Mais près de soixante ans après le livre choc du Castor, la vision des rapports homme femme, et la visibilité de la sexualité se sont profondément transformées et du deuxième sexe beauvoirien, que la philosophe avait failli titrer « L’Autre », on est passé au deuxième sexe… et les autres… transgenre, multiples, « queer », au refus de l’identité sclérosante ou au risque de se perdre, à l’image de ces « catastrophes sexuelles » qui, de Lolo Ferrari à Michael Jackson -risibles autant que pathétiques- interroge sur les notions de norme, de normalité, de normativité du comportement.
 
Puis, des objets-installations opèrent d’efficaces contrepoints aux œuvres peintes et dévoilent d’autres facettes du travail de l’artiste.

Ici, des assiettes délicatement calligraphiées « anno..rex..ie » jouent du même détournement du kitsch au profit d’un déploiement signifiant. Ces assiettes décorées à la manière de quelque souvenir pittoresque, comme on en accroche parfois sur les murs, mais peintes d’images de femmes anorexiques créent des connexions pour le moins ambiguës.

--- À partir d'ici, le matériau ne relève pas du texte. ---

//! Document signer
//!
//! Produces an enveloped XML-DSig style signature: the SHA-256 digest of
//! the unsigned document goes into `SignedInfo`, `SignedInfo` (exactly as
//! emitted) is signed with the tenant key, and the block is inserted as the
//! last child of the document's root element.

use std::sync::Arc;

use base64::engine::general_purpose::STANDARD as BASE64;
use base64::Engine;
use chrono::{DateTime, Utc};
use openssl::hash::MessageDigest;
use openssl::pkey::{Id, PKey};
use openssl::sign::{Signer, Verifier};
use openssl::x509::X509;
use sha2::{Digest, Sha256};

use crate::crypto::container::ParsedContainer;
use crate::crypto::vault::{is_expired, CertificateVault};
use crate::domain::CertificateMaterial;
use crate::infra::{CertificateError, LedgerError};

pub const XMLDSIG_NS: &str = "http://www.w3.org/2000/09/xmldsig#";
pub const ALG_C14N_EXCLUSIVE: &str = "http://www.w3.org/2001/10/xml-exc-c14n#";
pub const ALG_ENVELOPED_SIGNATURE: &str = "http://www.w3.org/2000/09/xmldsig#enveloped-signature";
pub const ALG_DIGEST_SHA256: &str = "http://www.w3.org/2001/04/xmlenc#sha256";
pub const ALG_RSA_SHA256: &str = "http://www.w3.org/2001/04/xmldsig-more#rsa-sha256";
pub const ALG_ECDSA_SHA256: &str = "http://www.w3.org/2001/04/xmldsig-more#ecdsa-sha256";

const SIGNATURE_OPEN: &str = "<ds:Signature ";
const SIGNATURE_CLOSE: &str = "</ds:Signature>";
const SIGNED_INFO_OPEN: &str = "<ds:SignedInfo>";
const SIGNED_INFO_CLOSE: &str = "</ds:SignedInfo>";

#[derive(Debug, thiserror::Error)]
pub enum SigningError {
    #[error("key extraction failed: {0}")]
    KeyExtraction(String),

    #[error("unsupported key type: {0:?}")]
    UnsupportedKey(Id),

    #[error("signature computation failed: {0}")]
    Signature(String),

    #[error("document has no root element to carry the signature")]
    MalformedDocument,

    #[error("signed document is missing {0}")]
    MissingElement(&'static str),

    #[error("document digest does not match the signed digest")]
    DigestMismatch,

    #[error("signature does not verify against the embedded certificate")]
    BadSignature,
}

impl From<SigningError> for LedgerError {
    fn from(err: SigningError) -> Self {
        LedgerError::Signing(err.to_string())
    }
}

/// Facts about a verified signature.
#[derive(Debug, Clone, PartialEq, Eq)]
pub struct VerifiedSignature {
    pub document_digest: String,
    pub signature_algorithm: String,
    pub certificate_der: Vec<u8>,
}

pub fn document_digest(document: &str) -> String {
    BASE64.encode(Sha256::digest(document.as_bytes()))
}

fn signed_info(signature_algorithm: &str, digest_b64: &str) -> String {
    format!(
        "{SIGNED_INFO_OPEN}\
<ds:CanonicalizationMethod Algorithm=\"{ALG_C14N_EXCLUSIVE}\"/>\
<ds:SignatureMethod Algorithm=\"{signature_algorithm}\"/>\
<ds:Reference URI=\"\">\
<ds:Transforms><ds:Transform Algorithm=\"{ALG_ENVELOPED_SIGNATURE}\"/></ds:Transforms>\
<ds:DigestMethod Algorithm=\"{ALG_DIGEST_SHA256}\"/>\
<ds:DigestValue>{digest_b64}</ds:DigestValue>\
</ds:Reference>\
{SIGNED_INFO_CLOSE}"
    )
}

/// Sign with an already opened container.
pub fn sign_with(unsigned_document: &str, container: &ParsedContainer) -> Result<String, SigningError> {
    let key = PKey::private_key_from_pkcs8(&container.private_key_der)
        .map_err(|e| SigningError::KeyExtraction(e.to_string()))?;
    let algorithm = match key.id() {
        Id::RSA => ALG_RSA_SHA256,
        Id::EC => ALG_ECDSA_SHA256,
        other => return Err(SigningError::UnsupportedKey(other)),
    };

    let insert_at = unsigned_document
        .rfind("</")
        .ok_or(SigningError::MalformedDocument)?;

    let info = signed_info(algorithm, &document_digest(unsigned_document));

    let mut signer = Signer::new(MessageDigest::sha256(), &key)
        .map_err(|e| SigningError::Signature(e.to_string()))?;
    signer
        .update(info.as_bytes())
        .map_err(|e| SigningError::Signature(e.to_string()))?;
    let signature = signer
        .sign_to_vec()
        .map_err(|e| SigningError::Signature(e.to_string()))?;

    let block = format!(
        "<ds:Signature xmlns:ds=\"{XMLDSIG_NS}\">{info}\
<ds:SignatureValue>{}</ds:SignatureValue>\
<ds:KeyInfo><ds:X509Data><ds:X509Certificate>{}</ds:X509Certificate></ds:X509Data></ds:KeyInfo>\
</ds:Signature>",
        BASE64.encode(signature),
        BASE64.encode(&container.certificate_der),
    );

    let mut signed = String::with_capacity(unsigned_document.len() + block.len());
    signed.push_str(&unsigned_document[..insert_at]);
    signed.push_str(&block);
    signed.push_str(&unsigned_document[insert_at..]);
    Ok(signed)
}

fn element<'a>(doc: &'a str, open: &str, close: &str) -> Option<&'a str> {
    let start = doc.find(open)? + open.len();
    let end = start + doc[start..].find(close)?;
    Some(&doc[start..end])
}

/// Check a signed document against its embedded certificate.
pub fn verify_signed_document(signed_document: &str) -> Result<VerifiedSignature, SigningError> {
    let sig_start = signed_document
        .find(SIGNATURE_OPEN)
        .ok_or(SigningError::MissingElement("ds:Signature"))?;
    let sig_end = signed_document[sig_start..]
        .find(SIGNATURE_CLOSE)
        .map(|i| sig_start + i + SIGNATURE_CLOSE.len())
        .ok_or(SigningError::MissingElement("ds:Signature"))?;
    let block = &signed_document[sig_start..sig_end];

    let mut unsigned = String::with_capacity(signed_document.len() - block.len());
    unsigned.push_str(&signed_document[..sig_start]);
    unsigned.push_str(&signed_document[sig_end..]);

    let digest = element(block, "<ds:DigestValue>", "</ds:DigestValue>")
        .ok_or(SigningError::MissingElement("ds:DigestValue"))?;
    let computed = document_digest(&unsigned);
    if computed != digest {
        return Err(SigningError::DigestMismatch);
    }

    let info_body = element(block, SIGNED_INFO_OPEN, SIGNED_INFO_CLOSE)
        .ok_or(SigningError::MissingElement("ds:SignedInfo"))?;
    let info = format!("{SIGNED_INFO_OPEN}{info_body}{SIGNED_INFO_CLOSE}");
    let algorithm = element(info_body, "<ds:SignatureMethod Algorithm=\"", "\"")
        .ok_or(SigningError::MissingElement("ds:SignatureMethod"))?
        .to_string();

    let signature = element(block, "<ds:SignatureValue>", "</ds:SignatureValue>")
        .and_then(|v| BASE64.decode(v).ok())
        .ok_or(SigningError::MissingElement("ds:SignatureValue"))?;
    let certificate_der = element(block, "<ds:X509Certificate>", "</ds:X509Certificate>")
        .and_then(|v| BASE64.decode(v).ok())
        .ok_or(SigningError::MissingElement("ds:X509Certificate"))?;

    let public_key = X509::from_der(&certificate_der)
        .and_then(|cert| cert.public_key())
        .map_err(|e| SigningError::KeyExtraction(e.to_string()))?;
    let mut verifier = Verifier::new(MessageDigest::sha256(), &public_key)
        .map_err(|e| SigningError::Signature(e.to_string()))?;
    verifier
        .update(info.as_bytes())
        .map_err(|e| SigningError::Signature(e.to_string()))?;
    if !verifier.verify(&signature).unwrap_or(false) {
        return Err(SigningError::BadSignature);
    }

    Ok(VerifiedSignature {
        document_digest: computed,
        signature_algorithm: algorithm,
        certificate_der,
    })
}

/// Signs composed documents with the tenant's vaulted certificate.
#[derive(Clone)]
pub struct DocumentSigner {
    vault: Arc<CertificateVault>,
}

impl DocumentSigner {
    pub fn new(vault: Arc<CertificateVault>) -> Self {
        Self { vault }
    }

    pub fn sign(
        &self,
        unsigned_document: &str,
        material: &CertificateMaterial,
    ) -> Result<String, LedgerError> {
        self.sign_at(unsigned_document, material, Utc::now())
    }

    /// Undecryptable material is a certificate error; anything that goes
    /// wrong after decryption is a signing error.
    pub fn sign_at(
        &self,
        unsigned_document: &str,
        material: &CertificateMaterial,
        now: DateTime<Utc>,
    ) -> Result<String, LedgerError> {
        if is_expired(material.expires_at(), now) {
            return Err(CertificateError::Expired(material.expires_at()).into());
        }

        let container = self.vault.open(material).map_err(|e| match e {
            CertificateError::DecryptionFailed(_) => LedgerError::Certificate(e),
            other => LedgerError::Signing(format!("key extraction failed: {other}")),
        })?;

        Ok(sign_with(unsigned_document, &container)?)
    }
}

Ces assiettes presque pop au fond desquelles on ne trouve nulle nourriture mais une morbide maigreur imposent un raccourci visuel grinçant sur le rapport aujourd’hui de la femme à son image, à celle qu’elle désire renvoyer aux autres, de la dysmorphie et du poids de la société sur cette image, comme ailleurs ce tout petit « estomac de dame », présenté comme un bijou dans son écrin ou perdu dans un grand flacon. Une manière de rendre visible les dessous d’un discours où le social, l’historico-politique et le sexuel se mêlent dans des présupposés aux relents totalitaristes que Michalea Spiegel entend pointer.

Là, dans ce foisonnement joyeux et intense, visuel, sonore, tactile, on trouve aussi des objets divers, des couronnes de premier bal à Vienne, des boites à musique à la ritournelle désuète et lancinante, d’étranges boules à neige que l’on croirait au formol, chaque fois gangue d’ironie et de jeux d’esprit sur tout ce que la féminité charrie de mythes à sabrer, à l’image de cette cage – « cage-mère » ou « mär » capitaliste, jeu de mots ironique entre mère et conte de fée -, une jolie cage dorée mais aux pointes acérées, ébranlant l’immémoriale évidence d’une féminité nécessairement maternante.

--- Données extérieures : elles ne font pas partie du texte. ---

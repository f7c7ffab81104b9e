//! Common test utilities and fixtures for integration tests

#![allow(dead_code)]

use std::sync::Arc;
use std::time::Duration;

use chrono::{DateTime, NaiveDate, Utc};
use openssl::asn1::Asn1Time;
use openssl::bn::BigNum;
use openssl::hash::MessageDigest;
use openssl::pkcs12::Pkcs12;
use openssl::pkey::PKey;
use openssl::rsa::Rsa;
use openssl::x509::{X509NameBuilder, X509};
use rust_decimal_macros::dec;

use compliance_ledger::authority::{AuthorityClient, SimulatedAuthority};
use compliance_ledger::crypto::{generate_key, CertificateVault, ChainSecret};
use compliance_ledger::domain::{Counterparty, LineItem};
use compliance_ledger::infra::{
    CertificateStore, InMemoryInvoiceDirectory, SqliteCertificateStore, SqliteDeliveryLedger,
    TenantLocks,
};
use compliance_ledger::pipeline::{DeliveryPipeline, PipelineConfig, RecoveryConfig};
use compliance_ledger::{InvoiceId, InvoiceSnapshot, TenantId, TenantIdentity};

pub const PASSPHRASE: &str = "correct horse";

/// Fixed chain secret shared by every pipeline of a test
pub fn chain_secret() -> ChainSecret {
    ChainSecret::new(b"integration-test-chain-secret-0123456789".to_vec())
}

/// PKCS#12 container holding a self-signed RSA certificate
pub fn pkcs12_container(
    common_name: &str,
    passphrase: &str,
    not_before: DateTime<Utc>,
    not_after: DateTime<Utc>,
) -> Vec<u8> {
    let key = PKey::from_rsa(Rsa::generate(2048).unwrap()).unwrap();

    let mut name = X509NameBuilder::new().unwrap();
    name.append_entry_by_text("CN", common_name).unwrap();
    name.append_entry_by_text("C", "ES").unwrap();
    let name = name.build();

    let mut builder = X509::builder().unwrap();
    builder.set_version(2).unwrap();
    let serial = BigNum::from_u32(rand::random::<u32>())
        .unwrap()
        .to_asn1_integer()
        .unwrap();
    builder.set_serial_number(&serial).unwrap();
    builder.set_subject_name(&name).unwrap();
    builder.set_issuer_name(&name).unwrap();
    builder.set_pubkey(&key).unwrap();
    builder
        .set_not_before(&Asn1Time::from_unix(not_before.timestamp()).unwrap())
        .unwrap();
    builder
        .set_not_after(&Asn1Time::from_unix(not_after.timestamp()).unwrap())
        .unwrap();
    builder.sign(&key, MessageDigest::sha256()).unwrap();
    let cert = builder.build();

    let mut pkcs12 = Pkcs12::builder();
    pkcs12.name(common_name).pkey(&key).cert(&cert);
    pkcs12.build2(passphrase).unwrap().to_der().unwrap()
}

/// Certificate valid from yesterday for another 90 days
pub fn valid_container(common_name: &str) -> Vec<u8> {
    let now = Utc::now();
    pkcs12_container(
        common_name,
        PASSPHRASE,
        now - chrono::Duration::days(1),
        now + chrono::Duration::days(90),
    )
}

/// Recovery settings that pick up everything immediately
pub fn eager_recovery() -> RecoveryConfig {
    RecoveryConfig {
        interval: Duration::from_secs(3600),
        cooldown: Duration::ZERO,
        batch_size: 100,
        concurrency: 4,
        max_retries: Some(20),
        retry_rejected: true,
        stale_after: Duration::ZERO,
    }
}

/// Let stored timestamps fall strictly behind a zero-age cutoff.
pub async fn settle() {
    tokio::time::sleep(Duration::from_millis(5)).await;
}

/// SQLite-backed ledger, stores and vault for one test
pub struct TestLedger {
    pub ledger: Arc<SqliteDeliveryLedger>,
    pub certificates: Arc<SqliteCertificateStore>,
    pub directory: Arc<InMemoryInvoiceDirectory>,
    pub vault: Arc<CertificateVault>,
}

impl TestLedger {
    pub async fn new() -> Self {
        let ledger = Arc::new(SqliteDeliveryLedger::in_memory().await.unwrap());
        let certificates = Arc::new(SqliteCertificateStore::new(ledger.pool().clone()));
        Self {
            ledger,
            certificates,
            directory: Arc::new(InMemoryInvoiceDirectory::new()),
            vault: Arc::new(CertificateVault::new(vec![generate_key()]).unwrap()),
        }
    }

    /// Register a tenant identity with the directory
    pub async fn tenant(&self, legal_name: &str, tax_id: &str) -> TenantIdentity {
        let tenant = TenantIdentity {
            tenant_id: TenantId::new(),
            legal_name: legal_name.to_string(),
            tax_id: tax_id.to_string(),
        };
        self.directory.insert_tenant(tenant.clone()).await;
        tenant
    }

    /// Encrypt and store a valid certificate for the tenant
    pub async fn install_certificate(&self, tenant_id: &TenantId) {
        let raw = valid_container("Integration Tenant");
        self.install_container(tenant_id, &raw).await;
    }

    pub async fn install_container(&self, tenant_id: &TenantId, raw: &[u8]) {
        let now = Utc::now();
        let material = self
            .vault
            .encrypt_at(tenant_id, raw, PASSPHRASE, now)
            .unwrap()
            .into_material(*tenant_id, now);
        self.certificates.put_certificate(&material).await.unwrap();
    }

    pub fn pipeline(&self, authority: Arc<dyn AuthorityClient>) -> DeliveryPipeline {
        DeliveryPipeline::new(
            self.ledger.clone(),
            self.certificates.clone(),
            self.directory.clone(),
            authority,
            self.vault.clone(),
            chain_secret(),
            PipelineConfig::default(),
        )
    }

    /// Pipeline with its own tenant locks, as a second process would have
    pub fn independent_pipeline(&self, authority: Arc<dyn AuthorityClient>) -> DeliveryPipeline {
        self.pipeline(authority)
            .with_locks(Arc::new(TenantLocks::new()))
    }
}

/// Simulator that answers immediately
pub fn simulator() -> Arc<SimulatedAuthority> {
    Arc::new(SimulatedAuthority::new(Duration::ZERO))
}

/// Complete invoice with one line at 21%
pub fn invoice(tenant_id: TenantId, number: &str) -> InvoiceSnapshot {
    InvoiceSnapshot {
        invoice_id: InvoiceId::new(),
        tenant_id,
        series: "F".to_string(),
        number: number.to_string(),
        issue_date: NaiveDate::from_ymd_opt(2025, 6, 2),
        counterparty: Some(Counterparty {
            tax_id: "12345678Z".to_string(),
            name: "Lucía Gómez".to_string(),
        }),
        description: Some("Servicios de consultoría".to_string()),
        lines: vec![LineItem {
            description: "Consultoría".to_string(),
            quantity: dec!(2),
            unit_price: dec!(50),
            tax_rate: dec!(21),
        }],
        total: Some(dec!(121.00)),
    }
}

Ici encore, un fascinant work in progress prend la forme d’un abécédaire, lexique, bréviaire, ou dictionnaire comme on voudra, une sorte de manuel fou à plusieurs entrées « à l’usage du savoir bien parler en société » que n’aurait renié Madame de Rothschild, dans lequel sont consignés tous les grands thèmes et termes personnages importants de l’Institut : que veulent-ils dirent ? Comment en parler ?

On retrouve ici le travail de dynamique image-mot auquel se livre Michaela Spiegel depuis toujours dans un double axe sémantique: d’une part une réflexion autour de l’interaction, les tensions entre les mots et l’image -images samplées, volées au magma médiatique -, dans des « cross over » inopinés, des « sauts » visuels et sémantiques ; et d’autre part une attention particulière à la signifiance intrinsèque du jeu de mots comme jeu « d’esprit » pour reprendre la terminologie freudienne.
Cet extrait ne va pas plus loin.